• [What you have to do]
Using the data that follows, state the number of lines holding the word "None", and give no other output.

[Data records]
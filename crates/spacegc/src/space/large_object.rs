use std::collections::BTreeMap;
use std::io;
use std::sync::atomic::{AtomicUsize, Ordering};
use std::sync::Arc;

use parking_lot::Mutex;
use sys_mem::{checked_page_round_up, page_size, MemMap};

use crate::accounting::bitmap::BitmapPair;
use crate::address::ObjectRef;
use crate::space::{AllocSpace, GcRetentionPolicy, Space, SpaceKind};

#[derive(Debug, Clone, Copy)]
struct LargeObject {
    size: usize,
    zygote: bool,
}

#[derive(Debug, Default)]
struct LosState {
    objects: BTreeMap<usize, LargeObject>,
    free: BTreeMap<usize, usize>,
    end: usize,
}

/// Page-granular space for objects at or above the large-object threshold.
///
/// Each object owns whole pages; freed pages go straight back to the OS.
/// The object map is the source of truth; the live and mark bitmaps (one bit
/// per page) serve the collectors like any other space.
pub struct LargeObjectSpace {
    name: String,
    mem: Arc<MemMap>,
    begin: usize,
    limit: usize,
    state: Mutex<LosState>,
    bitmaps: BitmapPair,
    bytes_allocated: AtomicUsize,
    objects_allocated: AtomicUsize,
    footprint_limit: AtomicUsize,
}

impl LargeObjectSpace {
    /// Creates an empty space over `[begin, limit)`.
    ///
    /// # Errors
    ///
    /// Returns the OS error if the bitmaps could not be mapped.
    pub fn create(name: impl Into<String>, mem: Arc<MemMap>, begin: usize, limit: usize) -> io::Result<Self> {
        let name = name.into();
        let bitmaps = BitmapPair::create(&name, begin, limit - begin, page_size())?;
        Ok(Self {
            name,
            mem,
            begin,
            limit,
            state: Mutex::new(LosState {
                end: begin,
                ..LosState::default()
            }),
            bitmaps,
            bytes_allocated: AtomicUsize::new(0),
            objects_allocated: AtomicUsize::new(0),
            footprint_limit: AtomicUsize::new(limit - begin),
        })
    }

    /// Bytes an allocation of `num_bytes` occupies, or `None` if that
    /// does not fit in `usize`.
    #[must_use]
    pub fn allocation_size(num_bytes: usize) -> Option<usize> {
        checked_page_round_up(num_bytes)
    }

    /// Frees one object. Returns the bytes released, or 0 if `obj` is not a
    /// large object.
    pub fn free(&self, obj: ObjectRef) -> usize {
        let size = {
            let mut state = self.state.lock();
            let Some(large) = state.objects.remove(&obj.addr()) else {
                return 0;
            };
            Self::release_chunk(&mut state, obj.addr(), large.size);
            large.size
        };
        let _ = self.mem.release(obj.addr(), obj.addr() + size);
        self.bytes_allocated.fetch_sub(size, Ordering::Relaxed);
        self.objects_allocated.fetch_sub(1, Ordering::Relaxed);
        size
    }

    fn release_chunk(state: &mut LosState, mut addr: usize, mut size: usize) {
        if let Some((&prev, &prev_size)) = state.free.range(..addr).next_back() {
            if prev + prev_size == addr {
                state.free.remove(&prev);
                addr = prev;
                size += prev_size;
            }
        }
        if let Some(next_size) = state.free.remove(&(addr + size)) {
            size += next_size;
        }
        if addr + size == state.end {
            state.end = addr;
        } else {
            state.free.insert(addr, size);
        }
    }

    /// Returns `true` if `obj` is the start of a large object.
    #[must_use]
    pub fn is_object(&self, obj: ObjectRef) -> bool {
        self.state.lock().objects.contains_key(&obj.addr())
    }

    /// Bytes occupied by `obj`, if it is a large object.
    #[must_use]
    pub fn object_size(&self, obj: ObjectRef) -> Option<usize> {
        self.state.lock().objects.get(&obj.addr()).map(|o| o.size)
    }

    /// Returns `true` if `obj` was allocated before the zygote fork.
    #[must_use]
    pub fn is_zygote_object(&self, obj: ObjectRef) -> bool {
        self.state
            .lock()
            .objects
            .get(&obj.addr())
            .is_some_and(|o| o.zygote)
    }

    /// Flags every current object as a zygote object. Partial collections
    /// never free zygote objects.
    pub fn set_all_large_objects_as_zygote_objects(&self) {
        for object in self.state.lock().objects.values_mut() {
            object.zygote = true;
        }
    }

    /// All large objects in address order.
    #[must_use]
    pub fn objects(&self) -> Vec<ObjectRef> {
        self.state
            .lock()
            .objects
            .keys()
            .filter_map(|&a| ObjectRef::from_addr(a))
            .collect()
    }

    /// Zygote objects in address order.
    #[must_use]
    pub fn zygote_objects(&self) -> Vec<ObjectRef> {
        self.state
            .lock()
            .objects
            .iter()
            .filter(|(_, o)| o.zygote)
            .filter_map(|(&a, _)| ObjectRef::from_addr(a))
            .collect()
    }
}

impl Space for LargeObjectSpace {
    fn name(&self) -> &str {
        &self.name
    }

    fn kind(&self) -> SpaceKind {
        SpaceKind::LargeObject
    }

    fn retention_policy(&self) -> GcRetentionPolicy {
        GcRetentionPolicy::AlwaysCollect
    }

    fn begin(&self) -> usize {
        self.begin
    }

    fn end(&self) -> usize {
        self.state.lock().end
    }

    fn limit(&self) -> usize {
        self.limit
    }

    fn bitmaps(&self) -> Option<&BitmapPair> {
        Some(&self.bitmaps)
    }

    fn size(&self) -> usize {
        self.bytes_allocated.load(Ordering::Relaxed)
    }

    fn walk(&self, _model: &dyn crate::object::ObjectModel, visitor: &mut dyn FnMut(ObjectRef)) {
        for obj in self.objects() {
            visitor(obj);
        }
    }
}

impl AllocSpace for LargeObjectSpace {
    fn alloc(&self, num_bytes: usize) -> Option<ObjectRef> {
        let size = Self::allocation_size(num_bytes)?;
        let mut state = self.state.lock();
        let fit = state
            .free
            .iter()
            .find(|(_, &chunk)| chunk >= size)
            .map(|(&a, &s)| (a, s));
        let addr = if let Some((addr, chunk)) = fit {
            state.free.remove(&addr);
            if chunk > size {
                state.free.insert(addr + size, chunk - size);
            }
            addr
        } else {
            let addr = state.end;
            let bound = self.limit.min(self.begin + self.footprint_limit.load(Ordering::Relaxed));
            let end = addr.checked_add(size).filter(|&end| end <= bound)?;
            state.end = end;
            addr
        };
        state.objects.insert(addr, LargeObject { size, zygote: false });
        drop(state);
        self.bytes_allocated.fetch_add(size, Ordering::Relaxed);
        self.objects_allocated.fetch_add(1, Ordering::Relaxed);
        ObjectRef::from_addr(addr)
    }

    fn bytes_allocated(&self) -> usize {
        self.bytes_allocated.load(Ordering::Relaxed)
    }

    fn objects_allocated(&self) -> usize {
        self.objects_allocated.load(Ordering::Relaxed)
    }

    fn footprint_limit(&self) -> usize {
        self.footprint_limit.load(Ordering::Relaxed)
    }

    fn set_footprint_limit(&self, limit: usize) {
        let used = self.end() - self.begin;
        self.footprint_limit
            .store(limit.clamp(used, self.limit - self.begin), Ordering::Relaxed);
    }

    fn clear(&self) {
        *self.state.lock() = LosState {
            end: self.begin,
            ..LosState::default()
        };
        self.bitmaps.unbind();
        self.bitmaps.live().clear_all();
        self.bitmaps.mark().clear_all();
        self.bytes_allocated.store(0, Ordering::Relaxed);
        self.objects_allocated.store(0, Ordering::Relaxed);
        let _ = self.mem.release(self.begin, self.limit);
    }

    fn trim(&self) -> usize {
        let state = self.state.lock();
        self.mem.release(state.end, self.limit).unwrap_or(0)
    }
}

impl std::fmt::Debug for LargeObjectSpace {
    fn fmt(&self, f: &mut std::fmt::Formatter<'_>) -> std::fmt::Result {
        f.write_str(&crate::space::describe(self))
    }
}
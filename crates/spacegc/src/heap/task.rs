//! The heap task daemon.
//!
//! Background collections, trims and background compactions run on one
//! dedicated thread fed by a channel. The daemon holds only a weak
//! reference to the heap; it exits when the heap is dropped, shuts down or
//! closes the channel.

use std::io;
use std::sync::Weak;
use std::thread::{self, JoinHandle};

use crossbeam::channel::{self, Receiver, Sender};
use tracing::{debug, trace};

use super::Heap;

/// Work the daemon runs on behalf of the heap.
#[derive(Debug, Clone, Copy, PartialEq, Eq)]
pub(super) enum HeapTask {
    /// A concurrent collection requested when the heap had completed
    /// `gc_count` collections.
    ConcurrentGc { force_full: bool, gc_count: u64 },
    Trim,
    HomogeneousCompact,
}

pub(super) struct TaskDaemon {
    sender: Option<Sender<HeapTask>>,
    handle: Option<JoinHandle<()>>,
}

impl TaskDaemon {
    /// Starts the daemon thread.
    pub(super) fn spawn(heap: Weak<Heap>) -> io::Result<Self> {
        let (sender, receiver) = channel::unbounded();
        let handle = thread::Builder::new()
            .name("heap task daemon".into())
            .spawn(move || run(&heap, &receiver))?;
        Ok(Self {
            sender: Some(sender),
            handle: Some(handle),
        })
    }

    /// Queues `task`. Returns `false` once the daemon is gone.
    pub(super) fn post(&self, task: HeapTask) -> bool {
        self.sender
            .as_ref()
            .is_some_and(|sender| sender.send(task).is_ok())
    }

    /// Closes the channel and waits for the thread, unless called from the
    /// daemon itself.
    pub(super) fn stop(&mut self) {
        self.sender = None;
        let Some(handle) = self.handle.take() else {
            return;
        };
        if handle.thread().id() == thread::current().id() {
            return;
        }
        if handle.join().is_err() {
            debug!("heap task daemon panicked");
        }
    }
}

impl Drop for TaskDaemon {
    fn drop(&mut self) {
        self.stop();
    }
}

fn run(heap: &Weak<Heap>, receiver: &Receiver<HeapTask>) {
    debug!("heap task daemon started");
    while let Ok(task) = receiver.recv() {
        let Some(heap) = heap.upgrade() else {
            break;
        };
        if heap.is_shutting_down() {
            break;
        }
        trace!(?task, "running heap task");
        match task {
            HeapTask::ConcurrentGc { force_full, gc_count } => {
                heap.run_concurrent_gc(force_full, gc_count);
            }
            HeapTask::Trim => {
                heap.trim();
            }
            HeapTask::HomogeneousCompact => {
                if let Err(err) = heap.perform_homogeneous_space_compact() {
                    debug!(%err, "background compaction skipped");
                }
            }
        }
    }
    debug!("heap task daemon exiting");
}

• [Worked solution]
2